Assigned task. Below are the entries; return every line among them that holds the word "Throttle".

── Records shown ──

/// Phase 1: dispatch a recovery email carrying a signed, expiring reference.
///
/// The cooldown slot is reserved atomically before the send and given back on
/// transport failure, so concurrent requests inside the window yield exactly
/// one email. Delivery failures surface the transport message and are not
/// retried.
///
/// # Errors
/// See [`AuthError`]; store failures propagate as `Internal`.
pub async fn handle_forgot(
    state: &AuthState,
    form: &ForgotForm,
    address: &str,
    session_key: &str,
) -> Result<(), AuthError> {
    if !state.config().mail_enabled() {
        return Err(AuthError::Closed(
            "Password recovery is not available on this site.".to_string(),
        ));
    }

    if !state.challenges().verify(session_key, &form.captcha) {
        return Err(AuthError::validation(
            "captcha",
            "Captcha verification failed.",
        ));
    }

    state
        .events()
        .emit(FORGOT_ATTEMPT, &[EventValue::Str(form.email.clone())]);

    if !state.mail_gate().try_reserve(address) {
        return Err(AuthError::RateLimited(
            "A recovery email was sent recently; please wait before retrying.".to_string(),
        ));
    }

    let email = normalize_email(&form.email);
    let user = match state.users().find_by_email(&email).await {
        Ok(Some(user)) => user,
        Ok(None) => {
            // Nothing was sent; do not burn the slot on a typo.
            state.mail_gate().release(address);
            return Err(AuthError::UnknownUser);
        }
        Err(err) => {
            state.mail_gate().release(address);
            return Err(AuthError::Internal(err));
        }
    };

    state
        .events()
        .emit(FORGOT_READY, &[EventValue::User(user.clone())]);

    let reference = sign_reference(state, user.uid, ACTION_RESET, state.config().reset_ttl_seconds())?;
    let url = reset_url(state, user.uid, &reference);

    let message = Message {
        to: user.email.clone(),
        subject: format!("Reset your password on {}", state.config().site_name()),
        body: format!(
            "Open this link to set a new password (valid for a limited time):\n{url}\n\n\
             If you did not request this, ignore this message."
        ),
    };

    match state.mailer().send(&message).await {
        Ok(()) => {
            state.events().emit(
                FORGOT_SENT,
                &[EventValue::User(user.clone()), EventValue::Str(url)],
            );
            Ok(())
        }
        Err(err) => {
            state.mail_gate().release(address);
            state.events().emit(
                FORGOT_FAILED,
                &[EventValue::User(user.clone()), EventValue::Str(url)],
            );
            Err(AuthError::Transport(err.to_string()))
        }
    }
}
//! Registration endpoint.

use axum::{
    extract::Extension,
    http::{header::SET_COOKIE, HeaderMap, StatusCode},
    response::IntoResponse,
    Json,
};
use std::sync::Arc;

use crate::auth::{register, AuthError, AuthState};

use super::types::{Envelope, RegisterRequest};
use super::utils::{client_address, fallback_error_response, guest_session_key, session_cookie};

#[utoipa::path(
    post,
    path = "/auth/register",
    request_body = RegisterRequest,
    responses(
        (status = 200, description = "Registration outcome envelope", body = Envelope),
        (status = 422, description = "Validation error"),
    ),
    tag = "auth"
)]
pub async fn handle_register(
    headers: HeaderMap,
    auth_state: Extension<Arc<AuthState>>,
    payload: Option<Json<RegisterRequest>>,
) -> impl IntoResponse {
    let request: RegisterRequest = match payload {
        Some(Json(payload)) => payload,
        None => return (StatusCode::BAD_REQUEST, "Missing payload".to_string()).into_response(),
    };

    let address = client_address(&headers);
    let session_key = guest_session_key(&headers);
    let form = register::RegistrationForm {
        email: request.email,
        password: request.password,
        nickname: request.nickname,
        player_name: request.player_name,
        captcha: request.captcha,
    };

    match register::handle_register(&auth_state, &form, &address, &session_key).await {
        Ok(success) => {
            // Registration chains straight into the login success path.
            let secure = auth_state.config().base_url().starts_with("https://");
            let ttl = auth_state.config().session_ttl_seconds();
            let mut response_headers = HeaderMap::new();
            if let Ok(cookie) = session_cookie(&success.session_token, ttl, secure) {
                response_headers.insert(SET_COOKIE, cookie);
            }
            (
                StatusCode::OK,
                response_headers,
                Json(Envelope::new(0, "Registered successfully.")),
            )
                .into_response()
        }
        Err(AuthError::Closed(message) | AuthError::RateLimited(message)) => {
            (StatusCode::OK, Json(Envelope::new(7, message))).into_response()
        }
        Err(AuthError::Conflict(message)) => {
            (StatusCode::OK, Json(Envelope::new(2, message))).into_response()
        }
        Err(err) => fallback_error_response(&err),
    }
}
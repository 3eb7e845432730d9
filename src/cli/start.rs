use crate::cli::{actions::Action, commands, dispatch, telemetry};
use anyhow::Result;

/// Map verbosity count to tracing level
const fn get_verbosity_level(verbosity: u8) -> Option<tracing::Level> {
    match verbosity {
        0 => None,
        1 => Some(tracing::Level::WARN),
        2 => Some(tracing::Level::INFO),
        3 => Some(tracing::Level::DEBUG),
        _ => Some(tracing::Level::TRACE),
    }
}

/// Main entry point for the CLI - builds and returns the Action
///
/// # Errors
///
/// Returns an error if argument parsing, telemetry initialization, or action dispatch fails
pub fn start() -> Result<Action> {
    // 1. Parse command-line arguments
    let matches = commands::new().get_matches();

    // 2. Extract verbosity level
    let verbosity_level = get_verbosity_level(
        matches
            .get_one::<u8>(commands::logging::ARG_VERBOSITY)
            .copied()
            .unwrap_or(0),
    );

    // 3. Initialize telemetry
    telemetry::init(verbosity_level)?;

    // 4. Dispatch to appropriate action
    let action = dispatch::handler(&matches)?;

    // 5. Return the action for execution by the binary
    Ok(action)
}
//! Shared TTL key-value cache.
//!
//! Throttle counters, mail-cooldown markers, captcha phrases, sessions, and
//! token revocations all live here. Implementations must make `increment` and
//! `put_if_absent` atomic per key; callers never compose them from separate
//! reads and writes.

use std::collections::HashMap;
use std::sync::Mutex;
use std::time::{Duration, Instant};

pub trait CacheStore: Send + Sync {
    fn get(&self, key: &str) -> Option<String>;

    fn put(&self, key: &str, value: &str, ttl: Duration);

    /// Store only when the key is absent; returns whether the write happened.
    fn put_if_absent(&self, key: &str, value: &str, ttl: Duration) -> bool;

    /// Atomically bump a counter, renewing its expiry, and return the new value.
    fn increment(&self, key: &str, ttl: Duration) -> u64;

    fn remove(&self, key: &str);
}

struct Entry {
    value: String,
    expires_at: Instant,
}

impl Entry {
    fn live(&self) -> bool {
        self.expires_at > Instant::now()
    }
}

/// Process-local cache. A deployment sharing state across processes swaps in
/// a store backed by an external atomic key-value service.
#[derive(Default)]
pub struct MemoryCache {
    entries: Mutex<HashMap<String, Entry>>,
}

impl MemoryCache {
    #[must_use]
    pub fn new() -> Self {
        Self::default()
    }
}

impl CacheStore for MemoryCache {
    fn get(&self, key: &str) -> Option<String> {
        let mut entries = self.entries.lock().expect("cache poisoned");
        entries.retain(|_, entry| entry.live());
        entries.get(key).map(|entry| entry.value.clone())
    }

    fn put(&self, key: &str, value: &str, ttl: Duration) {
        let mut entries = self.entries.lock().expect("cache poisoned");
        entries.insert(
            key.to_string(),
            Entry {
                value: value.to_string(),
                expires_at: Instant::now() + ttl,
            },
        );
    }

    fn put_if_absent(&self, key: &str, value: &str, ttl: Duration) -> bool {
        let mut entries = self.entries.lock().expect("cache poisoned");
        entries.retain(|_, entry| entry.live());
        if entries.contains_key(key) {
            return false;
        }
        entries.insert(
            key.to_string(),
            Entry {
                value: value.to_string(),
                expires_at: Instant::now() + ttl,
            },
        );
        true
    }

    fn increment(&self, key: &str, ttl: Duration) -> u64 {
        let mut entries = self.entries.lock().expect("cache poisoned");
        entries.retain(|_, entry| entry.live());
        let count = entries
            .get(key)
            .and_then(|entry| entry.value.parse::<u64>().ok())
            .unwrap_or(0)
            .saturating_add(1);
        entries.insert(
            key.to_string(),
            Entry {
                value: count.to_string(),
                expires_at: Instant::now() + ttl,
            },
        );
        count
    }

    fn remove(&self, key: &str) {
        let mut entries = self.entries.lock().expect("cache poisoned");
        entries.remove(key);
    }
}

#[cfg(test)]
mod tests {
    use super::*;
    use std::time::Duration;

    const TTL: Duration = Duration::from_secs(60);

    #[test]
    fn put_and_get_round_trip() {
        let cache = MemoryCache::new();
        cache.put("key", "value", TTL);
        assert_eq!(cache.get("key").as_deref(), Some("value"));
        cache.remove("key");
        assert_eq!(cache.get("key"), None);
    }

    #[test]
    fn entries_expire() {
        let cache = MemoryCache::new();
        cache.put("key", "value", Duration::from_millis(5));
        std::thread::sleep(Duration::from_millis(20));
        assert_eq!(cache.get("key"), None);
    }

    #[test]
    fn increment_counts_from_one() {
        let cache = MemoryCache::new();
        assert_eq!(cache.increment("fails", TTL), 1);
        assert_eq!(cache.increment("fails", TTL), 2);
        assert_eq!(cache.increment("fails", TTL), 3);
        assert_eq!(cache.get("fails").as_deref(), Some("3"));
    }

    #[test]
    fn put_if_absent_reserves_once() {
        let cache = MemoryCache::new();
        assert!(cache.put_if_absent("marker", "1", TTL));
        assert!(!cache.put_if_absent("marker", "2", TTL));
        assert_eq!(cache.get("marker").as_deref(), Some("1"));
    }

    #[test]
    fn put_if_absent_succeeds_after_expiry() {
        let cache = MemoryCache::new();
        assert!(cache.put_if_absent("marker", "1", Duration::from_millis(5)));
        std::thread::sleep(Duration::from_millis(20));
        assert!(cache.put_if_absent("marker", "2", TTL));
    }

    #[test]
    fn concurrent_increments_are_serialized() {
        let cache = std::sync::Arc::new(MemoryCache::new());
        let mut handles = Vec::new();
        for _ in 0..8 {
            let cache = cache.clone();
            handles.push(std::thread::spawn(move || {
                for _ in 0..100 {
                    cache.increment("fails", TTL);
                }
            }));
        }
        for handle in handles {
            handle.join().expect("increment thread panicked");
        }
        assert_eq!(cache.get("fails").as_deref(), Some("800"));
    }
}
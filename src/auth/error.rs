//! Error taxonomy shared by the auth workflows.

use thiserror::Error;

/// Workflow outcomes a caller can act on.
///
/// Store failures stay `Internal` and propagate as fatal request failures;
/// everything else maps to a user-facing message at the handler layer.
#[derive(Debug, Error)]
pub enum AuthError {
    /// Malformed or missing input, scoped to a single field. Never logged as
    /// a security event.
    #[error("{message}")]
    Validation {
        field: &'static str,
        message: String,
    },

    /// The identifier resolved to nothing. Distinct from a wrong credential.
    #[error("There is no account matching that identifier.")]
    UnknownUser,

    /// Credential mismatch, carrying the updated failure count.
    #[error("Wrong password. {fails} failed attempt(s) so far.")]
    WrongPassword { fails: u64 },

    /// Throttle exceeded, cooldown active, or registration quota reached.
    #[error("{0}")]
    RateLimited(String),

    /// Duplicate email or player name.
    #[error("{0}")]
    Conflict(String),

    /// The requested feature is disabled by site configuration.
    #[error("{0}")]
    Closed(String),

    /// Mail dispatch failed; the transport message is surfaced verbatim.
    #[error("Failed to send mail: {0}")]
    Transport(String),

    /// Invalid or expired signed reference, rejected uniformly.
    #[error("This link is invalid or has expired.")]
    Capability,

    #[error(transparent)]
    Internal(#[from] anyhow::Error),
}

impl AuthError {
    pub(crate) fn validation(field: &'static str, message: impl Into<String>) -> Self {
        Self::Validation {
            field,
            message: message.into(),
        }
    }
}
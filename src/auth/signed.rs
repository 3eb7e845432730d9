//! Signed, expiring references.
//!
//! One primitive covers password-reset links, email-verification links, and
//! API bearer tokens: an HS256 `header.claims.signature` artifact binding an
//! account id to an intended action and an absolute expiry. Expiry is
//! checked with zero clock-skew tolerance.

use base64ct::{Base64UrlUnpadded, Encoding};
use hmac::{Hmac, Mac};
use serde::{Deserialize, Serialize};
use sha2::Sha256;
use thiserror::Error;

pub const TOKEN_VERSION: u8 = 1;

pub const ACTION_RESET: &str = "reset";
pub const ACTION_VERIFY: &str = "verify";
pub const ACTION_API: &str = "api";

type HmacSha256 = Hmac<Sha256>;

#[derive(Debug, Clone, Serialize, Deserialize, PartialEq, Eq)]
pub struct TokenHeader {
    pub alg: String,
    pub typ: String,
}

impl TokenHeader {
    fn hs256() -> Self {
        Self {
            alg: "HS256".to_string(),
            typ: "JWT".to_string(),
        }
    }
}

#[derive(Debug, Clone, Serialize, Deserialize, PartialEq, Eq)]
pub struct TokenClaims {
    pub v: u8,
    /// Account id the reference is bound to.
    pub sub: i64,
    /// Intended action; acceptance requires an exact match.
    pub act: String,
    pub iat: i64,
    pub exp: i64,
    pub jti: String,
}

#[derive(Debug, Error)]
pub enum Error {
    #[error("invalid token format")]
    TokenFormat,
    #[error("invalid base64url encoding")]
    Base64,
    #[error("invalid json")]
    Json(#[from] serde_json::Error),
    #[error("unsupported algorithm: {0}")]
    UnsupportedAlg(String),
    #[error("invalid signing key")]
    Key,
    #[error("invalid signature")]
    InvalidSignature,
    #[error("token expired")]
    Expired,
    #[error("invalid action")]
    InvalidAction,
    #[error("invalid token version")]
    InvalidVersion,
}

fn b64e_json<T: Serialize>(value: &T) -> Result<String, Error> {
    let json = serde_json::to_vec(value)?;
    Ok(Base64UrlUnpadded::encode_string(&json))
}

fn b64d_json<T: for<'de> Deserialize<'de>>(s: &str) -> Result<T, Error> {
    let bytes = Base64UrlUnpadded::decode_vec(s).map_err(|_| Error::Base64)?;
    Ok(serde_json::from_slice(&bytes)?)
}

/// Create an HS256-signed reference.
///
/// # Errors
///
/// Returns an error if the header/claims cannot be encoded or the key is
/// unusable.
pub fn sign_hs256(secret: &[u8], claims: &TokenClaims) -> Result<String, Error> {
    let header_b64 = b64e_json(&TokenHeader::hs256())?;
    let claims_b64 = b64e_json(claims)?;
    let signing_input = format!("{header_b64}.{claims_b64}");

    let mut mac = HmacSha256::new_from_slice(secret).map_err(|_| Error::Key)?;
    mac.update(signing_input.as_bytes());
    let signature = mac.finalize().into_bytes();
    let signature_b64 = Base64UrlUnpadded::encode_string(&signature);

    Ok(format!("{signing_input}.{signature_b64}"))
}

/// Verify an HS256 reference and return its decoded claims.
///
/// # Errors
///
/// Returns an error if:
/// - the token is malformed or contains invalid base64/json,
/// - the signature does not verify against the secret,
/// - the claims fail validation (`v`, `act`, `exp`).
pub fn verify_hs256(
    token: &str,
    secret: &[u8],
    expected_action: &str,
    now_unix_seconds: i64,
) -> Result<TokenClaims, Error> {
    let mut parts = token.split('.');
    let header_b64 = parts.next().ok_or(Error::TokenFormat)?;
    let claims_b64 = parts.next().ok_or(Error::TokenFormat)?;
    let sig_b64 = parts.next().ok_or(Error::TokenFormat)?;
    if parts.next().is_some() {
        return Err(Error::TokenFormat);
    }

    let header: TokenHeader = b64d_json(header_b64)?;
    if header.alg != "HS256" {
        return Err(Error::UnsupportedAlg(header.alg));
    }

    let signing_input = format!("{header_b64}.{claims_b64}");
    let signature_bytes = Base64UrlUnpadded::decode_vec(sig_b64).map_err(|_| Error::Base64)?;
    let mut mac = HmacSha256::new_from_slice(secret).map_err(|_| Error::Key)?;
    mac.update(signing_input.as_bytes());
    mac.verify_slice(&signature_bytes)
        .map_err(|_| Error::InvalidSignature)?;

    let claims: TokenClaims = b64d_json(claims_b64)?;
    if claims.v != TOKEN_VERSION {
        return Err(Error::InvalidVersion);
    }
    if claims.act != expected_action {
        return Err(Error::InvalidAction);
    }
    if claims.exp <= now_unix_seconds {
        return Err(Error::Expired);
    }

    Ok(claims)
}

───

Exercise answer.
//! Throttle counters, mail-cooldown markers, captcha phrases, sessions, and
    /// Throttle exceeded, cooldown active, or registration quota reached.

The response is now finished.